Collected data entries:

□ □ □ □ □

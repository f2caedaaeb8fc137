//! # liftchart CLI
//!
//! Command-line front end for the training-log chart pipeline: read a
//! semicolon-delimited log export and emit the chart series array as
//! JSON, or inspect the detected column layout.
//!
//! ## Usage
//!
//! ```bash
//! # Emit series JSON (average first, machines in source order)
//! liftchart chart training.csv
//!
//! # Grouped display order, written to a file
//! liftchart chart training.csv --grouped -o series.json
//!
//! # Inspect the detected header layout
//! liftchart info training.csv
//! ```

use anyhow::Result;
use clap::Parser;

mod cli;

fn main() -> Result<()> {
    let args = cli::Cli::parse();
    cli::init_logging(args.verbosity());
    cli::dispatch(args)
}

□ □ □ □ □

Give back, unchanged, every line from the one with "# liftchart CLI" to the end of the entries above.

//! # liftchart CLI
//!
//! Command-line front end for the training-log chart pipeline: read a
//! semicolon-delimited log export and emit the chart series array as
//! JSON, or inspect the detected column layout.
//!
//! ## Usage
//!
//! ```bash
//! # Emit series JSON (average first, machines in source order)
//! liftchart chart training.csv
//!
//! # Grouped display order, written to a file
//! liftchart chart training.csv --grouped -o series.json
//!
//! # Inspect the detected header layout
//! liftchart info training.csv
//! ```

use anyhow::Result;
use clap::Parser;

mod cli;

fn main() -> Result<()> {
    let args = cli::Cli::parse();
    cli::init_logging(args.verbosity());
    cli::dispatch(args)
}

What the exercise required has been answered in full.